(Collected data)

----------------

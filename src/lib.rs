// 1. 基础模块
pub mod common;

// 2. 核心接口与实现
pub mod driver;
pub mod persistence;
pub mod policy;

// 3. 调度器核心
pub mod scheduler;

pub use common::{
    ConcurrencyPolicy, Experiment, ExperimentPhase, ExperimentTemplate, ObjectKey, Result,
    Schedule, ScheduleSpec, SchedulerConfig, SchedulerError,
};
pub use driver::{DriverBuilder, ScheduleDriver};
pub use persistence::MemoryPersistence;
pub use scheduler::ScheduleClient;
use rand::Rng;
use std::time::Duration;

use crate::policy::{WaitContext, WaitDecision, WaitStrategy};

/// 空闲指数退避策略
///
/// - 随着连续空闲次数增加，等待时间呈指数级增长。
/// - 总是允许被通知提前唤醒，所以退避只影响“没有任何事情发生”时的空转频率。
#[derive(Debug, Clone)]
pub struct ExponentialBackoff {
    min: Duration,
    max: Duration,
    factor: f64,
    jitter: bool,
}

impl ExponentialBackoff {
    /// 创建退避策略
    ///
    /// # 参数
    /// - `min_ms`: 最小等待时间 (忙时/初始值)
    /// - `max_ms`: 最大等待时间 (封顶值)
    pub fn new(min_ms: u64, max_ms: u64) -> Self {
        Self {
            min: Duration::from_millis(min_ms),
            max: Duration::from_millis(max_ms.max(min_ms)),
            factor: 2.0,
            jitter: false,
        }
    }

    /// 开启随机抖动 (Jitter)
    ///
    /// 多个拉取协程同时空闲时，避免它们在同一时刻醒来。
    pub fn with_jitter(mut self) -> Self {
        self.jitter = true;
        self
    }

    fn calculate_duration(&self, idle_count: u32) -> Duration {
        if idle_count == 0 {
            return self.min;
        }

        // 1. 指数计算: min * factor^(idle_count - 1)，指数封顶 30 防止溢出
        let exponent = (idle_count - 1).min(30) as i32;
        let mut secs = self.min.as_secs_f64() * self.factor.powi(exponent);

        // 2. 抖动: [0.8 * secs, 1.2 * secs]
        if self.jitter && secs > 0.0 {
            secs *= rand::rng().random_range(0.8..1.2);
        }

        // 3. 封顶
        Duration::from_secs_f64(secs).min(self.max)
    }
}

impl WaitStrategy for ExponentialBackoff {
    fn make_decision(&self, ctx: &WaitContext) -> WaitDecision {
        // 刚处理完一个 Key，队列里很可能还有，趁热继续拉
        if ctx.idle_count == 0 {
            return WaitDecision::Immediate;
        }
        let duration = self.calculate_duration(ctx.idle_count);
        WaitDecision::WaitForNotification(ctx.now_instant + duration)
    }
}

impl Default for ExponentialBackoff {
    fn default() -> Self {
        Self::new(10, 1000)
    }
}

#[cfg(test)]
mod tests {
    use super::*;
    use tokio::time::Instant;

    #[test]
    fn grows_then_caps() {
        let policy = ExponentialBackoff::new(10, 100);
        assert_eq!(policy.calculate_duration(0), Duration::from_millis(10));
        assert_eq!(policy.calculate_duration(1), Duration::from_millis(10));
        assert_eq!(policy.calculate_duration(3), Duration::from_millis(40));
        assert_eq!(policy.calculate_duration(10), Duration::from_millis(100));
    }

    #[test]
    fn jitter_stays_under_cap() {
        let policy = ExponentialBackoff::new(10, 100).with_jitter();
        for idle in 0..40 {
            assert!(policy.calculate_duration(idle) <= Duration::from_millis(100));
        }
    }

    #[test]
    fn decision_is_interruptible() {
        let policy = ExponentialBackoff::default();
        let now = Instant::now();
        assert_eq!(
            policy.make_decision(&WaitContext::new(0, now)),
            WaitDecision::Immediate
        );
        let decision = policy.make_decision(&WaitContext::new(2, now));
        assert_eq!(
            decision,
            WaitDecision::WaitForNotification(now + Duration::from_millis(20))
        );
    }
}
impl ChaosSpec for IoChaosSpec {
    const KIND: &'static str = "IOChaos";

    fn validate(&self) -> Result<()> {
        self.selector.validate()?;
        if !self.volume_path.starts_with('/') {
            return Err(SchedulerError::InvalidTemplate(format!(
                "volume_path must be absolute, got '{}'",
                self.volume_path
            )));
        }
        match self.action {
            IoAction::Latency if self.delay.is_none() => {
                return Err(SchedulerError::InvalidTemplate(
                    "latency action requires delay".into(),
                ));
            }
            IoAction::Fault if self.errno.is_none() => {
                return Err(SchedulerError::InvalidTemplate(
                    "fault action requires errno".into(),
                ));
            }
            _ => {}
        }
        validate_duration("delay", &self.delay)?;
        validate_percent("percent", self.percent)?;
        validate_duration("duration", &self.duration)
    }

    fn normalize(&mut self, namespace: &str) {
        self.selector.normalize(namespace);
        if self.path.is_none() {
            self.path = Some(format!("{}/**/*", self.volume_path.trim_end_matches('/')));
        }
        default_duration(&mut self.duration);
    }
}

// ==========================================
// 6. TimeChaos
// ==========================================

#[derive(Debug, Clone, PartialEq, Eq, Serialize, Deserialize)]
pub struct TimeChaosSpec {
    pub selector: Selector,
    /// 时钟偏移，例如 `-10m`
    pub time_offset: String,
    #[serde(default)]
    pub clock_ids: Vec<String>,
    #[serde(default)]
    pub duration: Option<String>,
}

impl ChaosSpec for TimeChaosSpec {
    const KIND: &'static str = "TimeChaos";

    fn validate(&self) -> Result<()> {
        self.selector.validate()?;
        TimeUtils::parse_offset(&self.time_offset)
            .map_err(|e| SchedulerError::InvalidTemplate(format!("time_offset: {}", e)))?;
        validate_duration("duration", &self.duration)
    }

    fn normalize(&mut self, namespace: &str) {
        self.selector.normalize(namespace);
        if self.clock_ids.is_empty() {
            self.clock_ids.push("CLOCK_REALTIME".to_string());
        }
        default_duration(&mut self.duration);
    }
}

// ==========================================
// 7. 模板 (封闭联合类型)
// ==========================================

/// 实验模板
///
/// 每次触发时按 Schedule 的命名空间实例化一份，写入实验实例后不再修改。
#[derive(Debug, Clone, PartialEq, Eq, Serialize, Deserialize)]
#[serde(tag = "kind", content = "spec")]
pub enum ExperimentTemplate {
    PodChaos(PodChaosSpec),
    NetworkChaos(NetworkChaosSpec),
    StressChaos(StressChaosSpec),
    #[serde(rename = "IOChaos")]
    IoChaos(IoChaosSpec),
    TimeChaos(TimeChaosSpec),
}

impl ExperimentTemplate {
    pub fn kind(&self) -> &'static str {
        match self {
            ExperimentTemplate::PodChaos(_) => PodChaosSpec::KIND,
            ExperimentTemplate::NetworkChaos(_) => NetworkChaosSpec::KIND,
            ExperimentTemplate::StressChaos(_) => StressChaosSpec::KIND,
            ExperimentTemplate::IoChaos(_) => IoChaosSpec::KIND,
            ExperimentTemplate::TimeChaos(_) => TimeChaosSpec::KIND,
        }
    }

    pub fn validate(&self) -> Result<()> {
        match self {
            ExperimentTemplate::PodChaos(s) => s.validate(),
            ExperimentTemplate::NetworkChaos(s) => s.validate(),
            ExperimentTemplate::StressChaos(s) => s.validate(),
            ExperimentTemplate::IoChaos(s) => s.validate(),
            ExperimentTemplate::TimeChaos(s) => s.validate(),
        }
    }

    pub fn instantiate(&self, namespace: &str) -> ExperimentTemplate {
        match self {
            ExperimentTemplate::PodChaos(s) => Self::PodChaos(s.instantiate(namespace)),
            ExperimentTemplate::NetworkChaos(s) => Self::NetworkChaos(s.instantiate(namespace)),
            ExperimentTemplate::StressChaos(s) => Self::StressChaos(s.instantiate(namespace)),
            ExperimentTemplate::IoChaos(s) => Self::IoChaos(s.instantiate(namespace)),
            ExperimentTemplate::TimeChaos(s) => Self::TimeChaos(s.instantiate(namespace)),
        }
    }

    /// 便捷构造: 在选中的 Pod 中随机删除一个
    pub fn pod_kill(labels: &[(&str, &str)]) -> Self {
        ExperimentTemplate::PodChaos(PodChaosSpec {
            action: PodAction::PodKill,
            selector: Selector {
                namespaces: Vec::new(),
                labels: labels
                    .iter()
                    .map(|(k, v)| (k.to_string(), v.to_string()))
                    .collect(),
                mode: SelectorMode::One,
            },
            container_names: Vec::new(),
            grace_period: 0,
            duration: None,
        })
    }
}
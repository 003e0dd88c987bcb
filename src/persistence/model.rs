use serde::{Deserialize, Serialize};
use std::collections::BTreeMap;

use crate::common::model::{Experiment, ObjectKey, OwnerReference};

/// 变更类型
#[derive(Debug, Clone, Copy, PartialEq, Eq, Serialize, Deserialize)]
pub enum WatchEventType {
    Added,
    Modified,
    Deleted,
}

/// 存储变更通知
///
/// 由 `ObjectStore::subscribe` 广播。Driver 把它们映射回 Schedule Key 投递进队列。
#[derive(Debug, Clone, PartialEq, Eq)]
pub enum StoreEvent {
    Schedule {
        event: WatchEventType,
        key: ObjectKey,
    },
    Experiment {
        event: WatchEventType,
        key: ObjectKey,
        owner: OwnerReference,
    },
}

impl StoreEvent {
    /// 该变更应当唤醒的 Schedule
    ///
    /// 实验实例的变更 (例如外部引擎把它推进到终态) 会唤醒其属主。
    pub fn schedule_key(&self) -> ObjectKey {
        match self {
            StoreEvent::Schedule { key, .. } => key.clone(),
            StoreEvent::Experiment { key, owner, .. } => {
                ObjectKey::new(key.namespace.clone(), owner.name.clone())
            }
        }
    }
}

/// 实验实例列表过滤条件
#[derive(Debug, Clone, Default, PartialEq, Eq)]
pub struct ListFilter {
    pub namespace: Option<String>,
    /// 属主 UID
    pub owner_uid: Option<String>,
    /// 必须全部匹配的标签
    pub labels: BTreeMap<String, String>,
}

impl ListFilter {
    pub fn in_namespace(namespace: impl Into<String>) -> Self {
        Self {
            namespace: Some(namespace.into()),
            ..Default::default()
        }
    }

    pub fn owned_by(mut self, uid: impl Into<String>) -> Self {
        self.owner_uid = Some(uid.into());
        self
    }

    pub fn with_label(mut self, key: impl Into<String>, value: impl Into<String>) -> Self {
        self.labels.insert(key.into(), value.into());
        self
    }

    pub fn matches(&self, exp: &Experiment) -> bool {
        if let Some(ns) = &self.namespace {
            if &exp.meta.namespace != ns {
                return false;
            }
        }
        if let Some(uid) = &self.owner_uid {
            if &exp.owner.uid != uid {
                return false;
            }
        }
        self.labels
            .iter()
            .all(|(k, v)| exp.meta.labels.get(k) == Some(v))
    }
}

----------------

## WORK REQUEST
Within the entries, count the lines that contain the word "PartialEq". Give that number and no more.

## WRITTEN SOLUTION
5